(Saved entries)
•••
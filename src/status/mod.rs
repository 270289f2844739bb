//! Status effects and the per-turn passes that tick them.
//!
//! - `StatusBucket`: independent slots per character (burn, root, iron
//!   skin, invisibility, transform, redirect, pending buff)
//! - `ticks`: start-of-turn and end-of-turn passes over characters,
//!   walls and auras

pub mod bucket;
pub mod ticks;

pub use bucket::{StatusBucket, StatusEffect};
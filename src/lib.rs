//! # hex-tactics
//!
//! Authoritative match engine for a two-player, turn-based tactics game on a
//! 9×9 hex board. Each side fields four characters (Tank, two DPS, Support);
//! a match is won by eliminating the other side or, in control mode, by
//! winning rounds on a central control point.
//!
//! ## Design Principles
//!
//! 1. **Draft, then commit**: every request runs against a clone of the
//!    match state. The clone replaces the live state only if the handler
//!    succeeds, so refused requests never leave partial changes.
//!
//! 2. **Persistent data**: state lives in `im` maps and vectors, making the
//!    draft clone O(1) and iteration order deterministic.
//!
//! 3. **No I/O in the core**: handlers push notifications into an outbox;
//!    the host decides how to deliver them.
//!
//! 4. **Deterministic randomness**: seat flips, backgrounds and dice come
//!    from a seeded [`RandomSource`], so a match can be replayed from its
//!    request log.
//!
//! ## Modules
//!
//! - `board`: tile ids, hex geometry, adjacency and path distances
//! - `core`: ids, sides, configuration, RNG, requests and match state
//! - `effects`: ability effects, targeting and their resolution
//! - `status`: per-character status slots and turn-boundary ticks
//! - `energy`: per-side energy pools and round income
//! - `control`: control-point scoring, round flips and respawns
//! - `rules`: movement, abilities, cards, turn flow and the [`Match`] engine
//! - `events`: outbound notifications and full-state snapshots
//! - `registry`: one match per room, with broadcast channels

pub mod board;
pub mod control;
pub mod core;
pub mod effects;
pub mod energy;
pub mod error;
pub mod events;
pub mod registry;
pub mod rules;
pub mod status;

pub use crate::board::{Board, BoardLayout, TileId};

pub use crate::core::{
    CardKind, CharacterId, GameRng, MatchConfig, MatchMode, MatchState, ParticipantId, RandomSource, ReplayLog,
    Request, Role, RoomId, ScriptedDice, Seat, Side, SideMap,
};

pub use crate::error::{ActionError, ActionResult, ErrorKind, RegistryError, RegistryResult};

pub use crate::events::{Audience, Envelope, FullState, Notification, Outbox};

pub use crate::registry::MatchRegistry;

pub use crate::rules::Match;
//! The hex board: tile layout, adjacency and spatial queries.
//!
//! ## Layout
//!
//! Rows are horizontally centred and offset by half a hex from their
//! neighbours. The standard board has nine rows with
//! `4, 5, 6, 7, 8, 7, 6, 5, 4` tiles (`A`..`I`).
//!
//! ## Adjacency
//!
//! Adjacency is derived from pixel geometry: two tiles are neighbours when
//! their centre distance is within 18% of one of the hex step lengths
//! (horizontal, vertical, diagonal). Each tile keeps its six nearest such
//! tiles, nearest first.
//!
//! ## Queries
//!
//! - `distance`: BFS shortest path, with a caller-supplied blocked predicate
//! - `area`: BFS expansion up to a hop radius
//! - `hex_line`: cube-coordinate line between two tiles
//! - `segment_line`: tiles whose centres lie close to the screen segment
//! - `mirror_horizontal`: same-row reflection across the vertical axis
//!
//! ```
//! use hex_tactics::board::{Board, TileId};
//!
//! let board = Board::standard();
//! let a1: TileId = "A1".parse().unwrap();
//! let a3: TileId = "A3".parse().unwrap();
//! assert_eq!(board.distance(a1, a3, |_| false), Some(2));
//! assert_eq!(board.mirror_horizontal(a1), Some("A4".parse().unwrap()));
//! ```

use rustc_hash::FxHashMap;
use serde::{Deserialize, Serialize};
use smallvec::SmallVec;
use std::collections::VecDeque;

use super::geometry::{Axial, Cube, Point};
use super::tile::TileId;

/// Relative tolerance when matching centre distances against step lengths.
const ADJACENCY_TOLERANCE: f64 = 0.18;

/// Projection slack at both ends of a segment query.
const SEGMENT_T_SLACK: f64 = 0.05;

/// Maximum perpendicular pixel distance from a segment.
const SEGMENT_MAX_OFFSET: f64 = 30.0;

/// Neighbour list; a hex has at most six.
pub type Neighbors = SmallVec<[TileId; 6]>;

/// Geometry parameters of a board.
#[derive(Clone, Debug, PartialEq, Serialize, Deserialize)]
pub struct BoardLayout {
    /// Tiles per row, top to bottom.
    pub rows: Vec<u8>,
    /// Hex corner radius in pixels.
    pub hex_radius: f64,
    /// Pixel position of the board centre.
    pub center: Point,
}

impl Default for BoardLayout {
    fn default() -> Self {
        Self {
            rows: vec![4, 5, 6, 7, 8, 7, 6, 5, 4],
            hex_radius: 58.0,
            center: Point::new(960.0, 490.0),
        }
    }
}

impl BoardLayout {
    #[must_use]
    pub fn hex_width(&self) -> f64 {
        3f64.sqrt() * self.hex_radius
    }

    #[must_use]
    pub fn row_spacing(&self) -> f64 {
        0.75 * 2.0 * self.hex_radius
    }
}

/// Immutable tile graph for one match.
#[derive(Clone, Debug)]
pub struct Board {
    layout: BoardLayout,
    tiles: Vec<TileId>,
    positions: Vec<Point>,
    axial: Vec<Axial>,
    index: FxHashMap<TileId, usize>,
    by_axial: FxHashMap<Axial, usize>,
    neighbors: Vec<Neighbors>,
}

impl Board {
    /// The standard nine-row board.
    #[must_use]
    pub fn standard() -> Self {
        Self::new(BoardLayout::default())
    }

    /// Build a board from a layout.
    #[must_use]
    pub fn new(layout: BoardLayout) -> Self {
        let hex_w = layout.hex_width();
        let v_space = layout.row_spacing();
        let mid = (layout.rows.len() as f64 - 1.0) / 2.0;
        let mid_row = (layout.rows.len() as i32 - 1) / 2;

        let mut tiles = Vec::new();
        let mut positions = Vec::new();
        let mut axial = Vec::new();

        for (ri, &count) in layout.rows.iter().enumerate() {
            let y = layout.center.y + (ri as f64 - mid) * v_space;
            let half = (f64::from(count) - 1.0) * hex_w / 2.0;
            let r = ri as i32 - mid_row;
            for i in 0..count {
                let x = layout.center.x - half + f64::from(i) * hex_w;
                // doubled-width column, shifted so its parity matches the row
                let doubled = 2 * i32::from(i) - i32::from(count) + 2;
                tiles.push(TileId::new(ri as u8, i));
                positions.push(Point::new(x, y));
                axial.push(Axial { q: (doubled - r) / 2, r });
            }
        }

        let index = tiles.iter().enumerate().map(|(i, t)| (*t, i)).collect();
        let by_axial = axial.iter().enumerate().map(|(i, a)| (*a, i)).collect();

        let steps = [
            hex_w,
            v_space,
            (hex_w / 2.0).hypot(v_space),
        ];
        let neighbors = positions
            .iter()
            .enumerate()
            .map(|(i, &p)| {
                let mut near: Vec<(f64, usize)> = positions
                    .iter()
                    .enumerate()
                    .filter(|&(j, _)| j != i)
                    .filter_map(|(j, &q)| {
                        let d = p.distance(q);
                        steps
                            .iter()
                            .any(|&t| (d - t).abs() <= t * ADJACENCY_TOLERANCE)
                            .then_some((d, j))
                    })
                    .collect();
                near.sort_by(|a, b| a.0.total_cmp(&b.0));
                near.into_iter().take(6).map(|(_, j)| tiles[j]).collect()
            })
            .collect();

        Self {
            layout,
            tiles,
            positions,
            axial,
            index,
            by_axial,
            neighbors,
        }
    }

    #[must_use]
    pub fn layout(&self) -> &BoardLayout {
        &self.layout
    }

    /// All tiles in row-major order.
    pub fn tiles(&self) -> impl Iterator<Item = TileId> + '_ {
        self.tiles.iter().copied()
    }

    #[must_use]
    pub fn len(&self) -> usize {
        self.tiles.len()
    }

    #[must_use]
    pub fn is_empty(&self) -> bool {
        self.tiles.is_empty()
    }

    #[must_use]
    pub fn contains(&self, tile: TileId) -> bool {
        self.index.contains_key(&tile)
    }

    #[must_use]
    pub fn position(&self, tile: TileId) -> Option<Point> {
        self.index.get(&tile).map(|&i| self.positions[i])
    }

    #[must_use]
    pub fn axial(&self, tile: TileId) -> Option<Axial> {
        self.index.get(&tile).map(|&i| self.axial[i])
    }

    /// Neighbours nearest-first; empty for unknown tiles.
    #[must_use]
    pub fn neighbors(&self, tile: TileId) -> &[TileId] {
        self.index
            .get(&tile)
            .map_or(&[][..], |&i| self.neighbors[i].as_slice())
    }

    #[must_use]
    pub fn is_adjacent(&self, a: TileId, b: TileId) -> bool {
        self.neighbors(a).contains(&b)
    }

    /// Number of tiles in a row.
    #[must_use]
    pub fn row_len(&self, row: u8) -> Option<u8> {
        self.layout.rows.get(usize::from(row)).copied()
    }

    #[must_use]
    pub fn same_row(&self, a: TileId, b: TileId) -> bool {
        a.row() == b.row()
    }

    /// Pixel centre of the whole board.
    #[must_use]
    pub fn center(&self) -> Point {
        self.layout.center
    }

    /// Screen-space bearing from one tile centre to another.
    #[must_use]
    pub fn bearing(&self, from: TileId, to: TileId) -> Option<f64> {
        Some(self.position(from)?.bearing_to(self.position(to)?))
    }

    /// Shortest path length in hops, or `None` if unreachable.
    ///
    /// `blocked` tiles are never entered (the start tile is exempt), so a
    /// blocked goal is unreachable. A tile's distance to itself is 0.
    pub fn distance(&self, from: TileId, to: TileId, blocked: impl Fn(TileId) -> bool) -> Option<u32> {
        if !self.contains(from) || !self.contains(to) {
            return None;
        }
        if from == to {
            return Some(0);
        }
        let mut seen = vec![false; self.tiles.len()];
        let mut queue = VecDeque::new();
        seen[self.index[&from]] = true;
        queue.push_back((from, 0u32));

        while let Some((tile, d)) = queue.pop_front() {
            for &next in self.neighbors(tile) {
                let ni = self.index[&next];
                if seen[ni] || blocked(next) {
                    continue;
                }
                if next == to {
                    return Some(d + 1);
                }
                seen[ni] = true;
                queue.push_back((next, d + 1));
            }
        }
        None
    }

    /// Tiles reachable within `radius` hops of `center`, centre first, in BFS order.
    pub fn area(&self, center: TileId, radius: u32, blocked: impl Fn(TileId) -> bool) -> Vec<TileId> {
        if !self.contains(center) {
            return Vec::new();
        }
        let mut seen = vec![false; self.tiles.len()];
        let mut out = vec![center];
        let mut queue = VecDeque::from([(center, 0u32)]);
        seen[self.index[&center]] = true;

        while let Some((tile, d)) = queue.pop_front() {
            if d == radius {
                continue;
            }
            for &next in self.neighbors(tile) {
                let ni = self.index[&next];
                if seen[ni] || blocked(next) {
                    continue;
                }
                seen[ni] = true;
                out.push(next);
                queue.push_back((next, d + 1));
            }
        }
        out
    }

    /// Cube-coordinate line from `a` to `b`, both endpoints included.
    ///
    /// A tile to itself yields a single-tile path.
    #[must_use]
    pub fn hex_line(&self, a: TileId, b: TileId) -> Vec<TileId> {
        let (Some(qa), Some(qb)) = (self.axial(a), self.axial(b)) else {
            return Vec::new();
        };
        let n = super::geometry::cube_distance(qa, qb);
        if n == 0 {
            return vec![a];
        }
        let (ca, cb) = (Cube::from(qa), Cube::from(qb));
        let mut out: Vec<TileId> = Vec::with_capacity(n as usize + 1);
        for i in 0..=n {
            let t = f64::from(i) / f64::from(n);
            if let Some(&idx) = self.by_axial.get(&ca.lerp(cb, t).round()) {
                let tile = self.tiles[idx];
                if out.last() != Some(&tile) {
                    out.push(tile);
                }
            }
        }
        out
    }

    /// Tiles whose centres lie within a narrow band around segment `a`-`b`,
    /// ordered by their projection along the segment.
    #[must_use]
    pub fn segment_line(&self, a: TileId, b: TileId) -> Vec<TileId> {
        let (Some(pa), Some(pb)) = (self.position(a), self.position(b)) else {
            return Vec::new();
        };
        let dx = pb.x - pa.x;
        let dy = pb.y - pa.y;
        let len2 = match dx * dx + dy * dy {
            l if l == 0.0 => 1.0,
            l => l,
        };

        let mut hits: Vec<(f64, TileId)> = self
            .tiles
            .iter()
            .zip(&self.positions)
            .filter_map(|(&tile, p)| {
                let t = ((p.x - pa.x) * dx + (p.y - pa.y) * dy) / len2;
                if !(-SEGMENT_T_SLACK..=1.0 + SEGMENT_T_SLACK).contains(&t) {
                    return None;
                }
                let foot = Point::new(pa.x + t * dx, pa.y + t * dy);
                (p.distance(foot) <= SEGMENT_MAX_OFFSET).then_some((t, tile))
            })
            .collect();
        hits.sort_by(|x, y| x.0.total_cmp(&y.0));
        hits.into_iter().map(|(_, tile)| tile).collect()
    }

    /// Reflect a tile across the vertical centre line, keeping its row.
    #[must_use]
    pub fn mirror_horizontal(&self, tile: TileId) -> Option<TileId> {
        let count = self.row_len(tile.row())?;
        if tile.col() >= count {
            return None;
        }
        Some(TileId::new(tile.row(), count - 1 - tile.col()))
    }
}
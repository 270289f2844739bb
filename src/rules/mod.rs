//! Match rules: the turn gate and every request handler.
//!
//! Handlers take a draft `MatchState`, the acting side and an [`Outbox`].
//! They either succeed, leaving their mutations and notifications in the
//! draft and outbox, or return an [`ActionError`] and the engine throws
//! both away.
//!
//! - `movement`: move validation and budget
//! - `abilities`: primary and special use
//! - `cards`: resource cards
//! - `turn`: handoff between sides and automatic turn end
//! - `seating`: participants, seats and the lock
//! - `engine`: [`Match`], which ties the above to drafts, seats and replay

pub mod abilities;
pub mod cards;
pub mod engine;
pub mod movement;
pub mod seating;
pub mod turn;

pub use abilities::{use_ability, Aim};
pub use cards::{play_card, reveal_card, CardArgs};
pub use engine::Match;
pub use movement::{apply_move, move_budget, validate_move};
pub use seating::{Participant, Seating};
pub use turn::{end_turn, maybe_end_turn, turn_usage};

use crate::core::{MatchState, Side};
use crate::error::{ActionError, ActionResult};
use crate::events::{GameOver, Notification, Outbox};

/// End the match in `winner`'s favour. Later calls are no-ops.
pub fn declare_winner(state: &mut MatchState, winner: Side, out: &mut Outbox) {
    if state.winner.is_some() {
        return;
    }
    state.winner = Some(winner);
    tracing::info!(room = %state.room, %winner, "game over");
    out.broadcast(Notification::GameOver(GameOver { winner }));
}

/// Pay the cost-table price of `key` from `side`'s pool.
pub(crate) fn charge(state: &mut MatchState, side: Side, key: &str) -> ActionResult<()> {
    let cost = state.config.costs.cost(key);
    state
        .energy
        .pay(side, cost)
        .map_err(|short| ActionError::InsufficientEnergy { card: key.to_string(), have: short.have, required: short.required })
}
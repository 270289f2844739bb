//! Hex board model: tiles, adjacency, pathfinding, area and line queries.
//!
//! The board is built once per match and shared read-only (`Arc<Board>`).

pub mod geometry;
pub mod layout;
pub mod tile;

pub use geometry::{angle_diff, Axial, Point};
pub use layout::{Board, BoardLayout, Neighbors};
pub use tile::TileId;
•••
• _Task prompt_
When a line contains the string "cards", copy it from the records.

• _Answer below_
//! - `rules`: movement, abilities, cards, turn flow and the [`Match`] engine
//! - `cards`: resource cards
pub mod cards;
pub use cards::{play_card, reveal_card, CardArgs};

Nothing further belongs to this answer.